WHAT TO PRODUCE → Which lines in the records below hold the word "FieldDescriptor"? Copy each of them.

EXERCISE MATERIAL →
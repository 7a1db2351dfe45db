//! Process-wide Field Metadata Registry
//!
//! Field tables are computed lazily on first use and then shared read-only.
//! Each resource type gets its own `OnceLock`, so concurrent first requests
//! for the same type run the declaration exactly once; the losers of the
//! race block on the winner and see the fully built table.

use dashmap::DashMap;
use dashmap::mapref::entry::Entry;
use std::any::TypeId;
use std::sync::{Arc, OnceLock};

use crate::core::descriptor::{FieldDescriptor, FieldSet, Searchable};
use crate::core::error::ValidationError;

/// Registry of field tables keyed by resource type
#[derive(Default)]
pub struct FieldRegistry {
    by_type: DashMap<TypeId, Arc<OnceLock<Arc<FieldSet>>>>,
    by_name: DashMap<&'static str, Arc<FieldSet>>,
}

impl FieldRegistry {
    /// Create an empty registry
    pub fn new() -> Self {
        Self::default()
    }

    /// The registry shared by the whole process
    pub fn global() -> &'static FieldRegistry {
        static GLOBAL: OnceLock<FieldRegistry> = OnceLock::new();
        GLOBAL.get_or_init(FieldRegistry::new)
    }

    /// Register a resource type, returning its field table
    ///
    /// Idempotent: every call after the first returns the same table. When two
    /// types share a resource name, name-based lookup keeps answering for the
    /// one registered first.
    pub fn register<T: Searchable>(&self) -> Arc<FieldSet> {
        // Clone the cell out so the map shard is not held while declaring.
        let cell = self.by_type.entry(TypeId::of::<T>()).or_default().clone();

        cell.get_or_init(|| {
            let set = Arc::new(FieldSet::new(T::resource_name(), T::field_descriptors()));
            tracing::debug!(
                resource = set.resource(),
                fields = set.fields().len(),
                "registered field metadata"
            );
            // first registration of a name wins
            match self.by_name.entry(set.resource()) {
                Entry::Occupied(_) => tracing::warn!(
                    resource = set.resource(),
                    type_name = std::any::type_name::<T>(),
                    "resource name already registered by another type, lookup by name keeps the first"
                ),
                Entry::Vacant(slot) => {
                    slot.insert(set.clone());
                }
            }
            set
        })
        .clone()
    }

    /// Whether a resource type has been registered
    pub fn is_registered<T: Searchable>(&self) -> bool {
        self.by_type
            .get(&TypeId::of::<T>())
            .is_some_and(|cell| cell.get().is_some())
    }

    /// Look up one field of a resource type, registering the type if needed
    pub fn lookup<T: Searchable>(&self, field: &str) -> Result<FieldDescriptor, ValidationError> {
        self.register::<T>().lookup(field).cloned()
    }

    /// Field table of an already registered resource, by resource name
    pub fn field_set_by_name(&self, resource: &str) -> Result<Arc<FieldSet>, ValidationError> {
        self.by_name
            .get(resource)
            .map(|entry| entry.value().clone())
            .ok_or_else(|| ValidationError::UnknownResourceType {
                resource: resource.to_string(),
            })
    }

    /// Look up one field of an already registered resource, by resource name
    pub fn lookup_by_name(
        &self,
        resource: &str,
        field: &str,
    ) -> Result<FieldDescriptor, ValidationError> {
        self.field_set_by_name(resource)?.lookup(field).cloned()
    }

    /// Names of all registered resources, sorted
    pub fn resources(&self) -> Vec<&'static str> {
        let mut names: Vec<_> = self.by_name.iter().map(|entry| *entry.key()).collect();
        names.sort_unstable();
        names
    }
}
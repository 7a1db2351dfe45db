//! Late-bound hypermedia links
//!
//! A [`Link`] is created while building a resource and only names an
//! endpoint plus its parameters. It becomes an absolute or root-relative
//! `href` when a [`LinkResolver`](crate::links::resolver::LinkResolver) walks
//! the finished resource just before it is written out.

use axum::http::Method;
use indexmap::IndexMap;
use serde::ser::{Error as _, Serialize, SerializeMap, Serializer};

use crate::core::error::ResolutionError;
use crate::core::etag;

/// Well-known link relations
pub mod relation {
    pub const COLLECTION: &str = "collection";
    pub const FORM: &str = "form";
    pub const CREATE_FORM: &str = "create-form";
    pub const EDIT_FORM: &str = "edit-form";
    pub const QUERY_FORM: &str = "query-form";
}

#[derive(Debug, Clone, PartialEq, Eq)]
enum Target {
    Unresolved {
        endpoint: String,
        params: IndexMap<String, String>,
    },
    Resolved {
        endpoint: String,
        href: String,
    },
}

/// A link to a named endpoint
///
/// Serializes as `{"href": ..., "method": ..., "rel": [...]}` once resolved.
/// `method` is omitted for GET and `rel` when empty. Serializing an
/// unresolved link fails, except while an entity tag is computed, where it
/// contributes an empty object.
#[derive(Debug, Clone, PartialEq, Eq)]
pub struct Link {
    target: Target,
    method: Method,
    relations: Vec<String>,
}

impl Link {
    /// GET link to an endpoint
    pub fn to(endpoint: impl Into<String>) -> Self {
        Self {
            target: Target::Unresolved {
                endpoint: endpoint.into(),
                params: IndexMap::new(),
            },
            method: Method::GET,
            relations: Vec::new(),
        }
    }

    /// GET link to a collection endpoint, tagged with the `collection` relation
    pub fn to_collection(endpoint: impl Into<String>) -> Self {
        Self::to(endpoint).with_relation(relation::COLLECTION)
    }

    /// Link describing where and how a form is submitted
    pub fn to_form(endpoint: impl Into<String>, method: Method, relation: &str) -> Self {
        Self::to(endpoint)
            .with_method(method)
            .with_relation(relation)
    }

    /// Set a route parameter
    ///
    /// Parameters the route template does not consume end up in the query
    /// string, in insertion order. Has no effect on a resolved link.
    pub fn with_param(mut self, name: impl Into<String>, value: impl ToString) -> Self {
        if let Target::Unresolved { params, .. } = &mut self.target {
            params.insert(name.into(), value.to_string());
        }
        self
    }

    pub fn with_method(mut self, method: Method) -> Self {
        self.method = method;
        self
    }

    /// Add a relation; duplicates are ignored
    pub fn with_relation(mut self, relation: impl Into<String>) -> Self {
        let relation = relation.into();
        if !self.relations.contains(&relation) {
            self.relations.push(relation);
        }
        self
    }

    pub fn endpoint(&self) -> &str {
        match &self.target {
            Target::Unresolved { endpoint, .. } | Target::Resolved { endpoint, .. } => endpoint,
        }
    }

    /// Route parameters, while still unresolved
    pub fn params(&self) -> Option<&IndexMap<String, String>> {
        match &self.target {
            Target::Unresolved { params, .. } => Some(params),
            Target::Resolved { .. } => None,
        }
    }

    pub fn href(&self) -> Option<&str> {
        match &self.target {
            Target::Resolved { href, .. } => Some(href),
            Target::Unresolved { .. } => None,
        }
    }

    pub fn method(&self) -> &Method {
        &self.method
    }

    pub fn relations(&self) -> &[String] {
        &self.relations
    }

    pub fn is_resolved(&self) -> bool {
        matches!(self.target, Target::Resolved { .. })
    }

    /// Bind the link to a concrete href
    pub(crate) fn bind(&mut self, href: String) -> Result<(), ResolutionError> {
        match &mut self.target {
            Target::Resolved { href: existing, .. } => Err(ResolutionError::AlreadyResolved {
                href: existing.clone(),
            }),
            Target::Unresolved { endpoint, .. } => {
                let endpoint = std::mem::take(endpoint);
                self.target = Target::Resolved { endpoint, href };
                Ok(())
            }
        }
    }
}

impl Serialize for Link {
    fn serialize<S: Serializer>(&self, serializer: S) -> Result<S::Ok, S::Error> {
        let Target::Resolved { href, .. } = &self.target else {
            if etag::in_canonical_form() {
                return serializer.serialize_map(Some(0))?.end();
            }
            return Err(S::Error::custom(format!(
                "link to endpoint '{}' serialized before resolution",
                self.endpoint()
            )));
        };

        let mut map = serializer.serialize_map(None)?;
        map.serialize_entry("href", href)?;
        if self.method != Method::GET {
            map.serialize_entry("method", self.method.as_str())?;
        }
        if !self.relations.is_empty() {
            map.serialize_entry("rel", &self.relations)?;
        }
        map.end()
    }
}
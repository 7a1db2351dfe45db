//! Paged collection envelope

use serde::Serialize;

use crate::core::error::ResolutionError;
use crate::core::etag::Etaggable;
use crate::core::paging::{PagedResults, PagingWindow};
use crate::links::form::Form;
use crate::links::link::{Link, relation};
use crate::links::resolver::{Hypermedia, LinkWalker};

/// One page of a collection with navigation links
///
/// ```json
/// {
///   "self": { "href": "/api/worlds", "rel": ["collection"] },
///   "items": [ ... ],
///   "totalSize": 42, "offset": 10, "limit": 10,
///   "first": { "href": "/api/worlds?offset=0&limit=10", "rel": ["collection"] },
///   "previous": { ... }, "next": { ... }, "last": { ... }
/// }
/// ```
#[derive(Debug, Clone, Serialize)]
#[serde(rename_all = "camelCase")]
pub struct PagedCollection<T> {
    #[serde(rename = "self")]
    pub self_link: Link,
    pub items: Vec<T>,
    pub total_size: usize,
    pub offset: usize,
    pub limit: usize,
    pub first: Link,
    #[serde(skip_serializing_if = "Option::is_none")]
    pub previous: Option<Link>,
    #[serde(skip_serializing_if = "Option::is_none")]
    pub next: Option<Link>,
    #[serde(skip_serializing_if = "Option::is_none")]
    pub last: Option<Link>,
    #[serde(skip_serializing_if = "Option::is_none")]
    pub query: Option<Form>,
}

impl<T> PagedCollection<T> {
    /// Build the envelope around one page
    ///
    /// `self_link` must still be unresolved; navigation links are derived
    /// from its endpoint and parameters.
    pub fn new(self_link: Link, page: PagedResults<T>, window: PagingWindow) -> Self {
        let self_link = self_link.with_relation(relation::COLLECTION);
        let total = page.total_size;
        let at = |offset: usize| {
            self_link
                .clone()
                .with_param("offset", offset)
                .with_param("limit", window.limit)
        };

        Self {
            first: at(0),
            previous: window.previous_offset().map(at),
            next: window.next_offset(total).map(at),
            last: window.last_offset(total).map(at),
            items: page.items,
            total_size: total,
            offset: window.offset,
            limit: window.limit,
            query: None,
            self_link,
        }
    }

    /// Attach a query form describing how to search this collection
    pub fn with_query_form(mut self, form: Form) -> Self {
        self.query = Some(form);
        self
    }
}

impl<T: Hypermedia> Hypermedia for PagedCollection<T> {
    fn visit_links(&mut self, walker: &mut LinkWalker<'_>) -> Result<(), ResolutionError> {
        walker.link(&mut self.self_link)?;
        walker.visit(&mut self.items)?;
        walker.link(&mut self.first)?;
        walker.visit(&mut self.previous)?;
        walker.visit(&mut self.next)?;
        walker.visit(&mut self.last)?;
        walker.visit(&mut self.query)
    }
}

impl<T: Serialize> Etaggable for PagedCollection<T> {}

OUTPUT BELOW →
use crate::core::descriptor::{FieldDescriptor, FieldSet, Searchable};
    pub fn lookup<T: Searchable>(&self, field: &str) -> Result<FieldDescriptor, ValidationError> {
    ) -> Result<FieldDescriptor, ValidationError> {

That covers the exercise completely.